Gale further pointed out that BHL/SLU agreement requires that any dispute be settled through arbitration in Miami, applying New York Law, while warning that this would have implications not only for the company but shareholders.
“The board would have to, in those circumstances, commence proceedings in a foreign jurisdiction which could be very expensive, protracted to the company and certainly not in the interest of shareholders, particularly in the environment of an ongoing competing bidding process,” Gale told reporters.
“The effect of that would be as we would have now seen from the recent court order to bring everything to a stop. Shareholders who are anxiously looking forward to a premium on their shares will now may not reap the benefits of the offers that are presently on the table,” he said.
Moreover, Gale insisted that ANSA McAL knew about the clause and its potential impact from the time it made its initial offer of $4 for BHL shares.
“. . .they certainly knew about when they made their second bid of $6 dollars because by then they would have done their due diligence, which would have included examination of that agreement,” emphasised the attorney.
ANSA officials have denied knowing about the controversial clause when the first bid was made.
However, during today’s press conference at the Accra Beach hotel, the company’s legal counsel Patterson Cheltenham, QC, acknowledged that “in relation to the second bid, they [Ansa] were very clear to say they reserved their position expressly because at that time they had some knowledge of some aspects of [the contentious clause].”
He also said the ANSA team was “very careful” to insert into the bidding document that they expressly reserved their legal position.
Cheltenham said at the heart of the legal challenge was the validity of the controversial clause in the 2010 loan agreement, which gives SLU the advantage in the sale.
“ANSA is challenging as a shareholder, what, in essence, it contends is that as a shareholder its position has been prejudiced and, by extension, that of all the shareholders has been prejudiced.”

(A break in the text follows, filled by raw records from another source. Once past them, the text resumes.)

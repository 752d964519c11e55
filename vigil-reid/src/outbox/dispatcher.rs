//! Outbox dispatcher
//!
//! Single logical worker draining dispatchable rows in `occurred_at` order. Every row is
//! handled on its own: a decode or publish failure marks that row failed and the batch
//! carries on. A failure of the batch read itself backs off and retries the loop.
//!
//! Delivery is at-least-once: a crash between publish and `mark_processed` republishes
//! the row on the next start.

use super::model::{OutboxMessage, OutboxStatus};
use super::store::OutboxStore;
use crate::config::OutboxConfig;
use crate::publisher::{publish_to_scope, ScopePublisher};
use std::sync::Arc;
use std::time::Duration;
use tokio_util::sync::CancellationToken;
use tracing::{debug, error, info, warn};
use vigil_common::Result;

/// Outcome counts of one dispatch pass
#[derive(Debug, Clone, Copy, Default, PartialEq, Eq)]
pub struct DispatchStats {
    pub fetched: usize,
    pub published: usize,
    pub failed: usize,
    pub dead: usize,
}

/// Drains the outbox to a scope publisher
pub struct OutboxDispatcher {
    store: Arc<dyn OutboxStore>,
    publisher: Arc<dyn ScopePublisher>,
    config: OutboxConfig,
}

impl OutboxDispatcher {
    pub fn new(
        store: Arc<dyn OutboxStore>,
        publisher: Arc<dyn ScopePublisher>,
        config: OutboxConfig,
    ) -> Self {
        Self {
            store,
            publisher,
            config,
        }
    }

    /// Publish one row; the error string is what gets recorded on failure
    async fn deliver(&self, message: &OutboxMessage) -> std::result::Result<(), String> {
        let topic = message.decode_topic().map_err(|e| e.to_string())?;
        let scope = message.decode_scope().map_err(|e| e.to_string())?;
        let payload = message.decode_payload().map_err(|e| e.to_string())?;

        publish_to_scope(self.publisher.as_ref(), &scope, topic, &message.event, payload)
            .await
            .map_err(|e| e.to_string())
    }

    /// One pass: dequeue a batch, publish each row, record each outcome
    ///
    /// Only a failed dequeue is returned as an error. A failed status update is logged
    /// and the row is picked up again on a later pass.
    pub async fn dispatch_batch(&self) -> Result<DispatchStats> {
        let batch = self.store.dequeue_batch(self.config.batch_size).await?;
        let mut stats = DispatchStats {
            fetched: batch.len(),
            ..Default::default()
        };

        for message in &batch {
            match self.deliver(message).await {
                Ok(()) => match self.store.mark_processed(message.id).await {
                    Ok(()) => stats.published += 1,
                    Err(e) => error!(id = message.id, error = %e, "Failed to mark outbox message processed"),
                },
                Err(reason) => {
                    warn!(
                        id = message.id,
                        event = %message.event,
                        attempts = message.attempts + 1,
                        error = %reason,
                        "Outbox message delivery failed"
                    );
                    match self.store.mark_failed(message.id, &reason).await {
                        Ok(OutboxStatus::Dead) => {
                            stats.dead += 1;
                            error!(id = message.id, event = %message.event, "Outbox message dead-lettered");
                        }
                        Ok(_) => stats.failed += 1,
                        Err(e) => error!(id = message.id, error = %e, "Failed to mark outbox message failed"),
                    }
                }
            }
        }

        Ok(stats)
    }

    /// Dispatch until `cancel` fires
    ///
    /// Cancellation is observed between passes and during waits, never mid-batch.
    pub async fn run(self, cancel: CancellationToken) {
        info!(batch_size = self.config.batch_size, "Outbox dispatcher started");

        while !cancel.is_cancelled() {
            let wait = match self.dispatch_batch().await {
                Ok(stats) => {
                    if stats.fetched > 0 {
                        debug!(?stats, "Outbox dispatch pass");
                    }
                    // Go straight on only while full batches keep making progress
                    let full = stats.fetched >= self.config.batch_size as usize;
                    if full && stats.published > 0 {
                        Duration::ZERO
                    } else {
                        self.config.idle_poll()
                    }
                }
                Err(e) => {
                    error!(error = %e, "Outbox dispatch pass failed; backing off");
                    self.config.error_backoff()
                }
            };

            if wait.is_zero() {
                tokio::task::yield_now().await;
                continue;
            }

            tokio::select! {
                _ = cancel.cancelled() => break,
                _ = tokio::time::sleep(wait) => {}
            }
        }

        info!("Outbox dispatcher stopped");
    }
}
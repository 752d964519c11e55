//! Database initialization and shared column helpers

pub mod init;

pub use init::*;

use crate::{Error, Result};
use chrono::{DateTime, SecondsFormat, Utc};

/// Format a timestamp for a TEXT column
///
/// Fixed microsecond precision with a `Z` suffix so that lexical order of the stored
/// strings equals chronological order (`ORDER BY occurred_at` relies on this).
pub fn format_timestamp(ts: &DateTime<Utc>) -> String {
    ts.to_rfc3339_opts(SecondsFormat::Micros, true)
}

/// Parse a timestamp written by [`format_timestamp`] (any RFC 3339 form is accepted)
pub fn parse_timestamp(raw: &str) -> Result<DateTime<Utc>> {
    DateTime::parse_from_rfc3339(raw)
        .map(|dt| dt.with_timezone(&Utc))
        .map_err(|e| Error::Internal(format!("Failed to parse timestamp '{}': {}", raw, e)))
}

The BHL/SLU agreement stipulates that if any person or group becomes the direct or indirect ultimate owner of BHL shares representing more than 25 per cent of the total voting power of the BHL shares, then “SLU has the ability to require BHL to re-purchase, at $10.00 per share, the 13,250,000 common shares which were issued to SLU on conversion of the debt in 2010.
“Our view is that only where there is certainty can ANSA make an informed business decision. It is surely in the interest of shareholders for ANSA to be able to bid unrestrictedly so that shareholder value can be maximized during a competitive bidding process.”
The ANSA attorney therefore advised shareholders to hold on to their shares and assured that they would not be disadvantaged.
“There is no need to fear that by doing nothing your position should be prejudiced. When bidding resumes, the bidding process will start from the point where the bidding stopped,” Cheltenham explained.
Meanwhile, the BHL attorney said it was too premature to say whether the company would contest the injunction. However, Gayle maintained there was nothing irregular about the agreement, which he said was common in an equity financing transaction.
ANSA however maintained that regardless of the outcome of the injunction, its $6 offer would stand.